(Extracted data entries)
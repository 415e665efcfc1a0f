//! REST client for the prediction-market CLOB.

use super::traits::ExchangeClient;
use super::types::*;
use crate::config::ExchangeConfig;
use crate::model::Side;
use anyhow::{Context, Result};
use async_trait::async_trait;
use chrono::{DateTime, SecondsFormat, Utc};
use hmac::{Hmac, Mac};
use reqwest::{Client, Method, StatusCode};
use rust_decimal::Decimal;
use serde::de::DeserializeOwned;
use serde::Deserialize;
use sha2::Sha256;
use std::time::Duration;
use tracing::{debug, instrument, warn};

/// Authenticated CLOB API client.
pub struct ClobClient {
    http: Client,
    base_url: String,
    api_key: String,
    api_secret: String,
    api_passphrase: String,
}

#[derive(Debug, Deserialize)]
struct AckResponse {
    order_id: String,
    status: ExchangeOrderStatus,
}

#[derive(Debug, Deserialize)]
struct OrderResponse {
    order_id: String,
    #[serde(default)]
    client_order_id: Option<String>,
    status: ExchangeOrderStatus,
    filled_size: Decimal,
}

impl From<OrderResponse> for OrderState {
    fn from(r: OrderResponse) -> Self {
        OrderState {
            exchange_order_id: r.order_id,
            client_order_id: r.client_order_id,
            status: r.status,
            filled_size: r.filled_size,
        }
    }
}

#[derive(Debug, Deserialize)]
struct FillResponse {
    fill_id: String,
    order_id: String,
    side: Side,
    size: Decimal,
    price: Decimal,
    ts: DateTime<Utc>,
}

#[derive(Debug, Deserialize)]
struct PositionResponse {
    market_id: String,
    outcome: u32,
    size: Decimal,
}

#[derive(Debug, Deserialize)]
struct PriceResponse {
    price: Option<Decimal>,
}

/// Map an HTTP status to the error taxonomy.
fn classify(status: StatusCode, body: &str) -> ExchangeError {
    let detail = format!("{} {}", status.as_u16(), body.trim());
    if status == StatusCode::NOT_FOUND {
        ExchangeError::NotFound(detail)
    } else if status == StatusCode::TOO_MANY_REQUESTS
        || status == StatusCode::REQUEST_TIMEOUT
        || status.is_server_error()
    {
        ExchangeError::Transient(detail)
    } else {
        ExchangeError::Rejected(detail)
    }
}

fn transport(err: reqwest::Error) -> ExchangeError {
    if err.is_timeout() {
        ExchangeError::Timeout
    } else {
        ExchangeError::Transient(err.to_string())
    }
}

impl ClobClient {
    pub fn new(config: &ExchangeConfig, call_timeout: Duration) -> Result<Self> {
        let http = Client::builder()
            .timeout(call_timeout)
            .build()
            .context("Failed to create HTTP client")?;

        Ok(Self {
            http,
            base_url: config.base_url.trim_end_matches('/').to_string(),
            api_key: config.api_key.clone(),
            api_secret: config.api_secret.clone(),
            api_passphrase: config.api_passphrase.clone(),
        })
    }

    /// HMAC-SHA256 over `timestamp + method + path + body`, hex encoded.
    fn sign(&self, timestamp: i64, method: &Method, path: &str, body: &str) -> Result<String, ExchangeError> {
        let mut mac = Hmac::<Sha256>::new_from_slice(self.api_secret.as_bytes())
            .map_err(|e| ExchangeError::Rejected(format!("bad api secret: {}", e)))?;
        mac.update(format!("{}{}{}{}", timestamp, method.as_str(), path, body).as_bytes());
        Ok(hex::encode(mac.finalize().into_bytes()))
    }

    /// Send a signed request. `Ok(None)` means 404.
    async fn send<T: DeserializeOwned>(
        &self,
        method: Method,
        path: &str,
        body: Option<String>,
    ) -> Result<Option<T>, ExchangeError> {
        let timestamp = Utc::now().timestamp();
        let payload = body.unwrap_or_default();
        let signature = self.sign(timestamp, &method, path, &payload)?;
        let url = format!("{}{}", self.base_url, path);

        let mut request = self
            .http
            .request(method.clone(), &url)
            .header("X-API-KEY", &self.api_key)
            .header("X-API-PASSPHRASE", &self.api_passphrase)
            .header("X-API-TIMESTAMP", timestamp.to_string())
            .header("X-API-SIGNATURE", signature);
        if !payload.is_empty() {
            request = request
                .header("Content-Type", "application/json")
                .body(payload);
        }

        let response = request.send().await.map_err(transport)?;
        let status = response.status();
        if status == StatusCode::NOT_FOUND {
            return Ok(None);
        }
        let text = response.text().await.map_err(transport)?;
        if !status.is_success() {
            let err = classify(status, &text);
            warn!(%method, %path, error = %err, "Exchange request failed");
            return Err(err);
        }
        if text.trim().is_empty() {
            return serde_json::from_str("null")
                .map(Some)
                .map_err(|e| ExchangeError::Transient(format!("decode: {}", e)));
        }
        serde_json::from_str(&text)
            .map(Some)
            .map_err(|e| ExchangeError::Transient(format!("decode {}: {}", path, e)))
    }

    async fn get<T: DeserializeOwned>(&self, path: &str) -> Result<Option<T>, ExchangeError> {
        self.send(Method::GET, path, None).await
    }
}

#[async_trait]
impl ExchangeClient for ClobClient {
    fn name(&self) -> &'static str {
        "clob"
    }

    #[instrument(skip(self, request), fields(client_order_id = %request.client_order_id))]
    async fn submit_order(&self, request: &OrderRequest) -> Result<OrderAck, ExchangeError> {
        let body = serde_json::to_string(request)
            .map_err(|e| ExchangeError::Rejected(format!("encode: {}", e)))?;
        debug!(?request, "Submitting order");
        let ack: AckResponse = self
            .send(Method::POST, "/orders", Some(body))
            .await?
            .ok_or_else(|| ExchangeError::Rejected("order endpoint not found".to_string()))?;
        Ok(OrderAck {
            exchange_order_id: ack.order_id,
            status: ack.status,
        })
    }

    #[instrument(skip(self))]
    async fn find_order(&self, client_order_id: &str) -> Result<Option<OrderState>, ExchangeError> {
        let path = format!(
            "/orders?client_order_id={}",
            urlencoding::encode(client_order_id)
        );
        let found: Option<Vec<OrderResponse>> = self.get(&path).await?;
        Ok(found.and_then(|orders| orders.into_iter().next()).map(OrderState::from))
    }

    #[instrument(skip(self))]
    async fn order_state(&self, exchange_order_id: &str) -> Result<OrderState, ExchangeError> {
        let path = format!("/orders/{}", urlencoding::encode(exchange_order_id));
        let order: OrderResponse = self
            .get(&path)
            .await?
            .ok_or_else(|| ExchangeError::NotFound(exchange_order_id.to_string()))?;
        Ok(order.into())
    }

    #[instrument(skip(self))]
    async fn fills(
        &self,
        exchange_order_id: &str,
        since: Option<DateTime<Utc>>,
    ) -> Result<Vec<ExchangeFill>, ExchangeError> {
        let mut path = format!("/orders/{}/fills", urlencoding::encode(exchange_order_id));
        if let Some(since) = since {
            let since = since.to_rfc3339_opts(SecondsFormat::Micros, true);
            path.push_str(&format!("?since={}", urlencoding::encode(&since)));
        }
        let fills: Vec<FillResponse> = self
            .get(&path)
            .await?
            .ok_or_else(|| ExchangeError::NotFound(exchange_order_id.to_string()))?;
        Ok(fills
            .into_iter()
            .map(|f| ExchangeFill {
                fill_id: f.fill_id,
                exchange_order_id: f.order_id,
                side: f.side,
                size: f.size,
                price: f.price,
                ts: f.ts,
            })
            .collect())
    }

    #[instrument(skip(self))]
    async fn cancel_order(&self, exchange_order_id: &str) -> Result<(), ExchangeError> {
        let path = format!("/orders/{}", urlencoding::encode(exchange_order_id));
        let _: serde_json::Value = self
            .send(Method::DELETE, &path, None)
            .await?
            .ok_or_else(|| ExchangeError::NotFound(exchange_order_id.to_string()))?;
        Ok(())
    }

    #[instrument(skip(self))]
    async fn positions(&self, account: &str) -> Result<Vec<PositionSnapshot>, ExchangeError> {
        let path = format!("/positions?account={}", urlencoding::encode(account));
        let positions: Vec<PositionResponse> = self.get(&path).await?.unwrap_or_default();
        Ok(positions
            .into_iter()
            .map(|p| PositionSnapshot {
                market_id: p.market_id,
                outcome: p.outcome,
                quantity: p.size,
            })
            .collect())
    }

    #[instrument(skip(self))]
    async fn mark_price(&self, token_id: &str) -> Result<Option<Decimal>, ExchangeError> {
        let path = format!("/price?token_id={}&side=sell", urlencoding::encode(token_id));
        let price: Option<PriceResponse> = self.get(&path).await?;
        Ok(price.and_then(|p| p.price))
    }
}

#[cfg(test)]
mod tests {
    use super::*;
    use rust_decimal_macros::dec;
    use serde_json::json;
    use wiremock::matchers::{header_exists, method, path, query_param};
    use wiremock::{Mock, MockServer, ResponseTemplate};

    fn client(server: &MockServer, timeout: Duration) -> ClobClient {
        let config = ExchangeConfig {
            base_url: server.uri(),
            api_key: "key".to_string(),
            api_secret: "secret".to_string(),
            api_passphrase: "pass".to_string(),
            account: "0xabc".to_string(),
        };
        ClobClient::new(&config, timeout).unwrap()
    }

    fn request() -> OrderRequest {
        OrderRequest {
            client_order_id: "mr-7".to_string(),
            market_id: "m1".to_string(),
            outcome: 1,
            token_id: "yes".to_string(),
            side: Side::Buy,
            size: dec!(1333.33),
            limit_price: dec!(0.07575),
        }
    }

    #[tokio::test]
    async fn test_submit_order_signed_and_acked() {
        let server = MockServer::start().await;
        Mock::given(method("POST"))
            .and(path("/orders"))
            .and(header_exists("X-API-SIGNATURE"))
            .respond_with(
                ResponseTemplate::new(200).set_body_json(json!({"order_id": "ex-1", "status": "open"})),
            )
            .mount(&server)
            .await;

        let ack = client(&server, Duration::from_secs(5))
            .submit_order(&request())
            .await
            .unwrap();
        assert_eq!(ack.exchange_order_id, "ex-1");
        assert_eq!(ack.status, ExchangeOrderStatus::Open);
    }

    #[tokio::test]
    async fn test_status_codes_map_to_categories() {
        let server = MockServer::start().await;
        Mock::given(method("POST"))
            .and(path("/orders"))
            .respond_with(ResponseTemplate::new(400).set_body_string("insufficient balance"))
            .mount(&server)
            .await;
        Mock::given(method("GET"))
            .and(path("/orders/ex-1"))
            .respond_with(ResponseTemplate::new(503))
            .mount(&server)
            .await;
        Mock::given(method("GET"))
            .and(path("/orders/ex-2"))
            .respond_with(ResponseTemplate::new(429))
            .mount(&server)
            .await;

        let client = client(&server, Duration::from_secs(5));
        assert!(matches!(
            client.submit_order(&request()).await,
            Err(ExchangeError::Rejected(_))
        ));
        assert!(matches!(
            client.order_state("ex-1").await,
            Err(ExchangeError::Transient(_))
        ));
        assert!(matches!(
            client.order_state("ex-2").await,
            Err(ExchangeError::Transient(_))
        ));
        // Unmatched routes return 404
        assert!(matches!(
            client.order_state("ex-3").await,
            Err(ExchangeError::NotFound(_))
        ));
    }

    #[tokio::test]
    async fn test_slow_response_is_timeout() {
        let server = MockServer::start().await;
        Mock::given(method("POST"))
            .and(path("/orders"))
            .respond_with(
                ResponseTemplate::new(200)
                    .set_body_json(json!({"order_id": "ex-1", "status": "open"}))
                    .set_delay(Duration::from_millis(500)),
            )
            .mount(&server)
            .await;

        let result = client(&server, Duration::from_millis(50))
            .submit_order(&request())
            .await;
        assert_eq!(result, Err(ExchangeError::Timeout));
    }

    #[tokio::test]
    async fn test_find_order_and_fills() {
        let server = MockServer::start().await;
        Mock::given(method("GET"))
            .and(path("/orders"))
            .and(query_param("client_order_id", "mr-7"))
            .respond_with(ResponseTemplate::new(200).set_body_json(json!([
                {"order_id": "ex-1", "client_order_id": "mr-7", "status": "filled", "filled_size": "1333.33"}
            ])))
            .mount(&server)
            .await;
        Mock::given(method("GET"))
            .and(path("/orders/ex-1/fills"))
            .respond_with(ResponseTemplate::new(200).set_body_json(json!([
                {"fill_id": "f1", "order_id": "ex-1", "side": "buy", "size": "1333.33",
                 "price": "0.075", "ts": "2026-01-01T00:00:00Z"}
            ])))
            .mount(&server)
            .await;

        let client = client(&server, Duration::from_secs(5));
        let found = client.find_order("mr-7").await.unwrap().unwrap();
        assert_eq!(found.status, ExchangeOrderStatus::Filled);
        assert_eq!(found.filled_size, dec!(1333.33));

        let fills = client.fills("ex-1", None).await.unwrap();
        assert_eq!(fills.len(), 1);
        assert_eq!(fills[0].signed_quantity(), dec!(1333.33));
        assert_eq!(fills[0].price, dec!(0.075));
    }

    #[test]
    fn test_signature_is_deterministic() {
        let config = ExchangeConfig {
            base_url: "http://localhost".to_string(),
            api_key: "key".to_string(),
            api_secret: "secret".to_string(),
            api_passphrase: String::new(),
            account: String::new(),
        };
        let client = ClobClient::new(&config, Duration::from_secs(1)).unwrap();
        let a = client.sign(1, &Method::GET, "/orders", "").unwrap();
        let b = client.sign(1, &Method::GET, "/orders", "").unwrap();
        let c = client.sign(2, &Method::GET, "/orders", "").unwrap();
        assert_eq!(a, b);
        assert_ne!(a, c);
        assert_eq!(a.len(), 64);
    }
}
//! Injectable time source.

use chrono::{DateTime, Duration, Utc};
use std::sync::Mutex;

pub trait Clock: Send + Sync {
    fn now(&self) -> DateTime<Utc>;
}

/// Wall clock.
#[derive(Debug, Clone, Copy, Default)]
pub struct SystemClock;

impl Clock for SystemClock {
    fn now(&self) -> DateTime<Utc> {
        Utc::now()
    }
}

/// Clock that only moves when told to. Used to drive workers in tests and
/// replays.
#[derive(Debug)]
pub struct ManualClock {
    now: Mutex<DateTime<Utc>>,
}

impl ManualClock {
    pub fn new(start: DateTime<Utc>) -> Self {
        Self {
            now: Mutex::new(start),
        }
    }

    pub fn set(&self, at: DateTime<Utc>) {
        match self.now.lock() {
            Ok(mut now) => *now = at,
            Err(poisoned) => *poisoned.into_inner() = at,
        }
    }

    pub fn advance(&self, by: Duration) {
        let next = self.now() + by;
        self.set(next);
    }
}

impl Clock for ManualClock {
    fn now(&self) -> DateTime<Utc> {
        match self.now.lock() {
            Ok(now) => *now,
            Err(poisoned) => *poisoned.into_inner(),
        }
    }
}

ASSIGNED TASK. Within the records above, count each line holding "OrderAck". Write down only the number.

SOLUTION TO THE PROBLEM. 2